Prima di tutto significa riparlare di un cittadino famoso a Sori. E poi è un teatro terapeutico, grazie al quale i cittadini si incontrano. Quindi, appunto, ha un valore di cittadinanza, al di là dell’aspetto performativo, perché l’importante è l’insieme e il coordinamento. Ogni sera la signora Gianna supervisiona le prove e si commuove. Recita anche la nipote. Le prove sono iniziate da ottobre e dureranno fino al 26 gennaio. Il regista dà anche ripetizioni private gratis a casa sua a Nervi. Nessuno diventerà Gassman probabilmente, ma è bello il rapporto che si è instaurato tra loro. La partecipazione umana è straordinaria, anche perché Il teatro di cittadinanza non esclude nessuno, nemmeno le disabilità gravi, gli stranieri e chi è in difficoltà: è aperto a tutti.
Le parti come sono state decise?
Non secondo la bravura, ma in base a chi ha il piacere di fare. Per esempio chi interpreta Lino non è il migliore. Anche perché se si dovesse fare una scelta per meriti, si finirebbe per prendere il professionisti. La soluzione vincente di questo tipo di teatro è che tutti si sentono uguali.
Il regista è l’unico professionista.
Sì, è Giorgio De Virgilis, che ha 84 anni e alle spalle 50 di palcoscenico: il suo ultimo lavoro è stato in “Don Matteo” con Terence Hill. Suo padre era un famoso pittore, suo nonno un artista del cinema muto, e lui, anche se non è stato primo attore, ha lavorato con i più grandi registi, come Strehler e ha esperienza internazionale. Ha conquistato tutti raccontando gli aneddoti con Ernesto Calindri, Eduardo De Filippo ed Enrico Maria Salerno. E ci sono anche i musicisti. Sì, perché ho inserito alcune canzoni dell’epoca, come “Baciami piccina” e anche della Prima Guerra Mondiale, perché il padre di Lino l’aveva combattuta. Sono canzoni eseguite dal gruppo di dilettanti, i Licorice Dream, anche loro di Sori: hanno creato una saletta di registrazione nella cantina della casa, in una piccola crosa di Sori, favolosa.

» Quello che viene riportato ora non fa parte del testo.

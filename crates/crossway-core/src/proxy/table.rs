//! Singleton table of proxy classes
//!
//! The table guarantees one [`ProxyClass`] per foreign class identity. A
//! proxy is built outside any lock and installed with compare-and-install-once
//! on the identity key, so concurrent first access converges on one handle.

use super::ProxyClass;
use crate::host::{ClassLookup, ForeignClassId, ForeignException, HostRuntime};
use dashmap::DashMap;
use std::sync::Arc;

/// Foreign class identity to proxy class
pub struct ClassTable {
    root_module: String,
    classes: DashMap<ForeignClassId, Arc<ProxyClass>>,
    by_name: DashMap<String, ForeignClassId>,
}

impl ClassTable {
    /// Create an empty table
    pub fn new(root_module: &str) -> Self {
        Self {
            root_module: root_module.to_string(),
            classes: DashMap::new(),
            by_name: DashMap::new(),
        }
    }

    /// Get an installed proxy by identity
    pub fn get(&self, id: ForeignClassId) -> Option<Arc<ProxyClass>> {
        self.classes.get(&id).map(|entry| entry.value().clone())
    }

    /// Get an installed proxy by host name
    pub fn get_by_name(&self, name: &str) -> Option<Arc<ProxyClass>> {
        let id = *self.by_name.get(name)?;
        self.get(id)
    }

    /// Number of installed proxies
    pub fn len(&self) -> usize {
        self.classes.len()
    }

    /// Check if no proxy is installed
    pub fn is_empty(&self) -> bool {
        self.classes.is_empty()
    }

    /// All installed proxies, sorted by name
    pub fn classes(&self) -> Vec<Arc<ProxyClass>> {
        let mut classes: Vec<_> = self.classes.iter().map(|e| e.value().clone()).collect();
        classes.sort_by(|a, b| a.name().cmp(b.name()));
        classes
    }

    /// Load a class by name, reusing an installed proxy when there is one
    ///
    /// # Returns
    /// * `Ok(Some(class))` - The class loaded
    /// * `Ok(None)` - No such class
    /// * `Err(exception)` - The class exists but failed to load
    pub fn load(
        &self,
        host: &dyn HostRuntime,
        name: &str,
    ) -> Result<Option<Arc<ProxyClass>>, ForeignException> {
        if let Some(class) = self.get_by_name(name) {
            return Ok(Some(class));
        }
        match host.load_class(name) {
            ClassLookup::Found(id) => self.intern(host, id).map(Some),
            ClassLookup::Missing => Ok(None),
            ClassLookup::Broken(exception) => Err(exception),
        }
    }

    /// Get or build the singleton proxy for a foreign class
    pub fn intern(
        &self,
        host: &dyn HostRuntime,
        id: ForeignClassId,
    ) -> Result<Arc<ProxyClass>, ForeignException> {
        if let Some(class) = self.get(id) {
            return Ok(class);
        }

        let info = host.describe_class(id)?;
        let superclass = match &info.superclass {
            Some(name) => Some(self.require(host, name)?),
            None => None,
        };
        let interfaces = info
            .interfaces
            .iter()
            .map(|name| self.require(host, name))
            .collect::<Result<Vec<_>, _>>()?;

        let candidate = ProxyClass::new(id, info, &self.root_module, superclass, interfaces);
        let class = self
            .classes
            .entry(id)
            .or_insert_with(|| Arc::new(candidate))
            .value()
            .clone();
        self.by_name.insert(class.name().to_string(), id);
        tracing::debug!(
            target: "crossway::classes",
            class = class.name(),
            capabilities = %class.capabilities(),
            "proxy class installed"
        );
        Ok(class)
    }

    fn require(&self, host: &dyn HostRuntime, name: &str) -> Result<Arc<ProxyClass>, ForeignException> {
        self.load(host, name)?.ok_or_else(|| {
            ForeignException::with_message("java.lang.NoClassDefFoundError", name)
        })
    }

    /// Drop cached negative nested lookups on every class
    pub fn forget_not_found(&self) -> usize {
        self.classes
            .iter()
            .map(|entry| entry.value().forget_nested_not_found())
            .sum()
    }
}

#[cfg(test)]
mod tests {
    use super::*;
    use crate::adapter::Capability;
    use crate::host::memory::MemoryHost;

    #[test]
    fn test_intern_is_singleton() {
        let host = MemoryHost::new();
        let table = ClassTable::new("Java");

        let a = table.load(&host, "java.util.ArrayList").unwrap().unwrap();
        let b = table.load(&host, "java.util.ArrayList").unwrap().unwrap();
        assert!(Arc::ptr_eq(&a, &b));
        assert!(Arc::ptr_eq(&table.intern(&host, a.id()).unwrap(), &a));
        assert_eq!(host.lookup_count("java.util.ArrayList"), 1);
    }

    #[test]
    fn test_supertypes_share_handles() {
        let host = MemoryHost::new();
        let table = ClassTable::new("Java");

        let list = table.load(&host, "java.util.ArrayList").unwrap().unwrap();
        let object = table.get_by_name("java.lang.Object").unwrap();
        let root = list
            .ancestor_classes()
            .into_iter()
            .find(|c| c.name() == "java.lang.Object")
            .unwrap();
        assert!(Arc::ptr_eq(&object, &root));
        assert!(list.has_capability(Capability::List));
        assert!(list.has_capability(Capability::Iterable));
    }

    #[test]
    fn test_missing_and_broken() {
        let host = MemoryHost::new();
        host.define_class(crate::host::memory::ClassDef::new("BadStaticInit").failing_init("boom"));
        let table = ClassTable::new("Java");

        assert!(table.load(&host, "java.util.Nope").unwrap().is_none());
        let err = table.load(&host, "BadStaticInit").unwrap_err();
        assert_eq!(err.class_name, "java.lang.ExceptionInInitializerError");
        assert!(table.get_by_name("BadStaticInit").is_none());
    }
}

Il lavoro sulla riscrittura dei ricordi, che funzione ha sulla psiche?
C’è una forte richiesta di questa tipologia di lavoro: anche a Santa Margherita sto facendo la riscrittura creativa, attraverso cui le persone anziane raccontano le proprie storie. Si tratta di un protagonismo sano, da cui, tra l’altro, tiri fuori storie che altrimenti si perderebbero. Per esempio andrò a raccogliere la memoria di una signora che faceva la staffetta partigiana. E’ un approccio che piace, perché si tirano fuori le emozioni positive, i ricordi belli, che fanno stare bene, e che sono la medicina più potente a quell’età, perché gli anziani hanno bisogno di tornare ai vecchi sogni e alle vecchie energie. È teatro terapeutico e pedagogico.